本則の資金供給は2010年6月に開始。貸し付け残高の上限は当初3兆円だったが、12年3月に期限を2年延長するとともに、3.5兆円に拡大した。

さらに、11年6月には出資や動産・債権担保融資(ABL)などを対象とした資金供給(ABL特則)枠を5000億円導入。12年春に本則が対象としない小口投融資に5000億円(小口特則)、外貨建て投融資を対象にドル資金貸付枠1兆円(米ドル特則)を相次ぎ設定した。

貸出増加支援は5兆円どまり

日銀は「成長基盤強化」の目的以外でも資金供給を強化。

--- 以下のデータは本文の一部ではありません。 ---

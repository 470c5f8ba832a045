use rand::{Rng, SeedableRng};
use rand_chacha::ChaChaRng;

use crate::body::{Body, BodyId};
use crate::bounds::BoundingBox;
use crate::error::NbodyError;
use crate::forces::tree_gravity::TreeGravity;
use crate::forces::{DirectGravity, ForceModel, ForceParams};
use crate::quadtree::Containment;
use crate::vector::Vector2;

fn at_rest(id: u32, mass: f64, x: f64, y: f64) -> Body {
    let p = Vector2::new(x, y);
    Body::new(BodyId(id), mass, p, p).unwrap()
}

fn unit_box() -> BoundingBox {
    BoundingBox::new(Vector2::new(0.0, 0.0), Vector2::new(1.0, 1.0)).unwrap()
}

fn scattered(n: usize, seed: u64) -> Vec<Body> {
    let mut rng = ChaChaRng::seed_from_u64(seed);
    (0..n)
        .map(|i| {
            at_rest(
                i as u32,
                rng.random_range(1.0..3.0),
                rng.random_range(0.0..1.0),
                rng.random_range(0.0..1.0),
            )
        })
        .collect()
}

#[test]
fn test_two_bodies_attract() {
    let mut bodies = vec![at_rest(0, 1.0, 0.0, 0.0), at_rest(1, 1.0, 1.0, 0.0)];
    let gravity = TreeGravity::new(ForceParams::new(1.0, Some(0.5)));

    gravity
        .accumulate(&mut bodies, &unit_box(), Containment::Strict)
        .unwrap();

    assert_eq!(bodies[0].net_acceleration(), Vector2::new(1.0, 0.0));
    assert_eq!(bodies[1].net_acceleration(), Vector2::new(-1.0, 0.0));
}

#[test]
fn test_exact_tree_matches_direct() {
    let mut tree_bodies = scattered(120, 9);
    let mut direct_bodies = tree_bodies.clone();
    let params = ForceParams::exact(1.0);

    TreeGravity::new(params)
        .accumulate(&mut tree_bodies, &unit_box(), Containment::Strict)
        .unwrap();
    DirectGravity::new(params)
        .accumulate(&mut direct_bodies, &unit_box(), Containment::Strict)
        .unwrap();

    for (t, d) in tree_bodies.iter().zip(&direct_bodies) {
        assert_eq!(t.pending_accelerations().len(), d.pending_accelerations().len());
        let (t, d) = (t.net_acceleration(), d.net_acceleration());
        assert!((t - d).magnitude() <= 1e-9 * d.magnitude() + 1e-12);
    }
}

#[test]
fn test_approximation_stays_close_to_direct() {
    let mut bodies = scattered(250, 21);
    let exact = DirectGravity::new(ForceParams::exact(1.0)).accelerations(&bodies);

    TreeGravity::new(ForceParams::new(1.0, Some(0.5)))
        .accumulate(&mut bodies, &unit_box(), Containment::Strict)
        .unwrap();

    let error: f64 = bodies
        .iter()
        .zip(&exact)
        .map(|(b, e)| (b.net_acceleration() - *e).magnitude())
        .sum();
    let norm: f64 = exact.iter().map(Vector2::magnitude).sum();
    assert!(error / norm < 0.05, "relative error {}", error / norm);

    // Far-field cells were collapsed for at least some bodies
    assert!(bodies.iter().any(|b| b.pending_accelerations().len() < 249));
}

#[test]
fn test_out_of_bounds_fails_without_partial_state_in_tree() {
    let mut bodies = vec![at_rest(0, 1.0, 0.5, 0.5), at_rest(1, 1.0, 2.0, 0.5)];
    let gravity = TreeGravity::new(ForceParams::exact(1.0));

    let err = gravity
        .accumulate(&mut bodies, &unit_box(), Containment::Strict)
        .unwrap_err();
    assert!(matches!(err, NbodyError::BodyOutOfBounds { id: BodyId(1), .. }));
    assert!(bodies.iter().all(|b| b.pending_accelerations().is_empty()));
}

#[test]
fn test_discarded_body_still_feels_the_tree() {
    let mut bodies = vec![
        at_rest(0, 1.0, 0.0, 0.0),
        at_rest(1, 1.0, 1.0, 0.0),
        at_rest(2, 1.0, 3.0, 0.0),
    ];
    let gravity = TreeGravity::new(ForceParams::exact(1.0));

    gravity
        .accumulate(&mut bodies, &unit_box(), Containment::Discard)
        .unwrap();

    // Body 2 exerts nothing but is pulled by both bodies in the box
    assert_eq!(bodies[0].net_acceleration(), Vector2::new(1.0, 0.0));
    assert_eq!(bodies[1].net_acceleration(), Vector2::new(-1.0, 0.0));
    assert_eq!(bodies[2].pending_accelerations().len(), 2);
    assert!(bodies[2].net_acceleration().x() < 0.0);
}
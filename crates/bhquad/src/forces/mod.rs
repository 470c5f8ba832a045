//! Force models for N-body simulations
//!
//! This module provides the `ForceModel` trait, the `ForceParams` value that
//! carries the gravitational constant and opening angle, and two
//! implementations: exact pairwise summation and the Barnes-Hut tree.

use serde::{Deserialize, Serialize};

use crate::body::Body;
use crate::bounds::BoundingBox;
use crate::error::{NbodyError, Result};
use crate::quadtree::Containment;

pub mod gravity;
pub mod tree_gravity;

#[cfg(test)]
mod tree_gravity_test;

pub use gravity::DirectGravity;
pub use tree_gravity::TreeGravity;

/// Gravitational constant in SI units (m³ kg⁻¹ s⁻²)
pub const G_SI: f64 = 6.67e-11;

/// Opening angle used when none is configured
pub const DEFAULT_THETA: f64 = 0.5;

/// Parameters of a gravity evaluation.
///
/// # Opening Angle (θ)
///
/// Controls the accuracy/speed tradeoff of the tree walk:
/// - `None`: every cell is opened, equivalent to direct summation
/// - `Some(0.5)`: good accuracy, moderately fast (default)
/// - `Some(1.0)`: lower accuracy, fast
///
/// # Examples
///
/// ```
/// use bhquad::forces::{ForceParams, G_SI};
///
/// let params = ForceParams::default().with_theta(Some(0.3));
/// assert_eq!(params.gravitational_constant, G_SI);
/// assert_eq!(params.theta, Some(0.3));
/// ```
#[derive(Debug, Clone, Copy, PartialEq, Serialize, Deserialize)]
pub struct ForceParams {
    pub gravitational_constant: f64,
    pub theta: Option<f64>,
    /// Plummer softening length; 0 disables softening
    pub softening: f64,
}

impl ForceParams {
    pub fn new(gravitational_constant: f64, theta: Option<f64>) -> Self {
        Self {
            gravitational_constant,
            theta,
            softening: 0.0,
        }
    }

    /// Parameters that force exact evaluation (`theta == None`).
    pub fn exact(gravitational_constant: f64) -> Self {
        Self::new(gravitational_constant, None)
    }

    pub fn with_theta(mut self, theta: Option<f64>) -> Self {
        self.theta = theta;
        self
    }

    pub fn with_softening(mut self, softening: f64) -> Self {
        self.softening = softening;
        self
    }

    /// Checks that every parameter is finite and in range.
    pub fn validate(&self) -> Result<()> {
        if !self.gravitational_constant.is_finite() || self.gravitational_constant <= 0.0 {
            return Err(NbodyError::InvalidParameter(format!(
                "gravitational constant must be positive, got {}",
                self.gravitational_constant
            )));
        }
        if let Some(theta) = self.theta {
            if !theta.is_finite() || theta < 0.0 {
                return Err(NbodyError::InvalidParameter(format!(
                    "opening angle must be non-negative, got {theta}"
                )));
            }
        }
        if !self.softening.is_finite() || self.softening < 0.0 {
            return Err(NbodyError::InvalidParameter(format!(
                "softening must be non-negative, got {}",
                self.softening
            )));
        }
        Ok(())
    }
}

impl Default for ForceParams {
    fn default() -> Self {
        Self::new(G_SI, Some(DEFAULT_THETA))
    }
}

/// A source of accelerations on the bodies of a system
///
/// A force model pushes its contributions into each body's pending list;
/// the integrator then sums and drains them in [`Body::advance`].
pub trait ForceModel: Send + Sync {
    /// Push the contributions acting on every body into that body
    ///
    /// # Arguments
    ///
    /// * `bodies` - Canonical body collection, positions as of this step
    /// * `bounds` - Simulation box for this step
    /// * `containment` - Policy for bodies outside `bounds`
    fn accumulate(
        &self,
        bodies: &mut [Body],
        bounds: &BoundingBox,
        containment: Containment,
    ) -> Result<()>;

    /// Parameters this model evaluates with
    fn params(&self) -> &ForceParams;

    /// Total gravitational potential energy, each pair counted once
    ///
    /// Always computed by direct summation.
    fn potential_energy(&self, bodies: &[Body]) -> f64 {
        let params = self.params();
        let g = params.gravitational_constant;
        let eps2 = params.softening * params.softening;

        bodies
            .iter()
            .enumerate()
            .flat_map(|(i, a)| {
                bodies[i + 1..].iter().filter_map(move |b| {
                    let r2 = (a.position() - b.position()).magnitude_squared() + eps2;
                    (r2 > 0.0).then(|| -g * a.mass() * b.mass() / r2.sqrt())
                })
            })
            .sum()
    }
}
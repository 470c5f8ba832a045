//! Two rotating disks passing through each other
//!
//! Compares the Barnes-Hut tree against direct summation for the same seeded
//! initial conditions, reporting contribution counts and accuracy for a few
//! opening angles, then evolves the encounter with the tree.
//!
//! Run with: cargo run --release --package bhquad --example colliding_galaxies

use std::time::Instant;

use bhquad::body::Body;
use bhquad::bounds::BoundingBox;
use bhquad::config::{BoundaryPolicy, ForceConfig, ForceMethod, SimulationConfig};
use bhquad::forces::{DirectGravity, ForceParams};
use bhquad::initial::{DiskGalaxy, generate_galaxies};
use bhquad::quadtree::QuadTree;
use bhquad::simulation::Simulation;
use bhquad::vector::Vector2;

fn disk(center: Vector2, bulk_velocity: Vector2, central_mass: f64, clockwise: bool) -> DiskGalaxy {
    DiskGalaxy {
        center,
        bulk_velocity,
        central_mass,
        particle_count: 1_000,
        particle_mass: 1.0e-3,
        inner_radius: 0.5,
        outer_radius: 3.0,
        clockwise,
    }
}

fn main() -> bhquad::Result<()> {
    let h = 0.005;
    let galaxies = [
        disk(Vector2::new(-6.0, -1.5), Vector2::new(0.6, 0.0), 100.0, false),
        disk(Vector2::new(6.0, 1.5), Vector2::new(-0.6, 0.0), 60.0, true),
    ];
    let bodies = generate_galaxies(&galaxies, 2024, 1.0, h)?;
    let Some(enclosing) = BoundingBox::enclosing(&bodies) else {
        return Ok(());
    };
    let pad = (enclosing.max - enclosing.min).scale(0.1);
    let bounds = BoundingBox::new(enclosing.min - pad, enclosing.max + pad)?;

    println!("Colliding galaxies: {} bodies\n", bodies.len());
    println!("{}", "=".repeat(60));

    let exact_params = ForceParams::exact(1.0).with_softening(0.05);
    let start = Instant::now();
    let exact = DirectGravity::new(exact_params).accelerations(&bodies);
    println!("Direct summation: {:?}", start.elapsed());

    let snapshot: Vec<_> = bodies.iter().map(Body::point_mass).collect();
    let tree = QuadTree::build(&snapshot, bounds)?;
    println!("Tree: {} nodes, depth {}\n", tree.node_count(), tree.depth());

    for theta in [0.3, 0.5, 0.7, 1.0] {
        let params = exact_params.with_theta(Some(theta));
        let start = Instant::now();
        let mut contributions = 0;
        let mut error = 0.0;
        for (body, reference) in bodies.iter().zip(&exact) {
            let mut sample = body.clone();
            contributions += tree.evaluate_acceleration(&mut sample, &params);
            error += (sample.net_acceleration() - *reference).magnitude() / reference.magnitude();
        }
        println!(
            "theta = {theta:.1}: {:>8} contributions, mean relative error {:.2e}, {:?}",
            contributions,
            error / bodies.len() as f64,
            start.elapsed()
        );
    }

    let config = SimulationConfig::new(h)
        .with_boundary(BoundaryPolicy::Expand)
        .with_force(ForceConfig {
            method: ForceMethod::Tree,
            gravitational_constant: 1.0,
            theta: Some(0.7),
            softening: 0.05,
        });
    let mut simulation = Simulation::new(bodies, bounds, &config)?;

    println!("\nEvolving...");
    for _ in 0..10 {
        simulation.run(200)?;
        let box_now = simulation.bounds();
        println!(
            "t = {:>6.2}: box {} .. {}, K = {:.4e}",
            simulation.time(),
            box_now.min,
            box_now.max,
            simulation.kinetic_energy()
        );
    }

    println!("\n{}", "=".repeat(60));
    println!("Final: {}", simulation.diagnostics());
    Ok(())
}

12年12月には、外国銀行の在日支店を含む預金取り扱い金融機関を対象に、貸出増加額の範囲で無制限に資金供給を行う「貸出増加を支援するための資金供給」を導入した。

成長基盤強化を含め、金利はいずれも円での貸し付けが0.1%、ドルでの貸し付けがドルLIBOR6カ月物で、借り換えを含め最長4年の資金供給を受けられる。期限はいずれも来年3月末。

同資金供給の導入を決定した昨年12月20日の金融政策決定会合後の日銀声明文は、「貸出増加」支援による供給額が「15兆円を上回ると想定できる」と表明した。しかし、四半期に1度、計5回予定している資金供給のうち、3回を終えた現時点の貸し付け総額は約5兆円にとどまる。

一方、日銀は11年3月の東日本大震災の発生を受けて、同年4月に金利0.1%、貸し付け期間1年、総額1兆円の「被災地金融機関を支援するための資金供給」を導入。来年4月末に期限が到来する。

日銀は現在、「成長基盤強化」と「貸出増加」支援の資金供給を合わせて「貸出支援基金」と総称。いずれも白川方明前総裁の下で導入されたものだが、4月に異次元緩和を導入した黒田東彦総裁は8月、米ジャクソンホールで行った講演で「成長性の高い企業や事業分野の資金需要の発掘に向けた金融機関の取り組みを促進することを狙いとしている」として、積極的に評価した。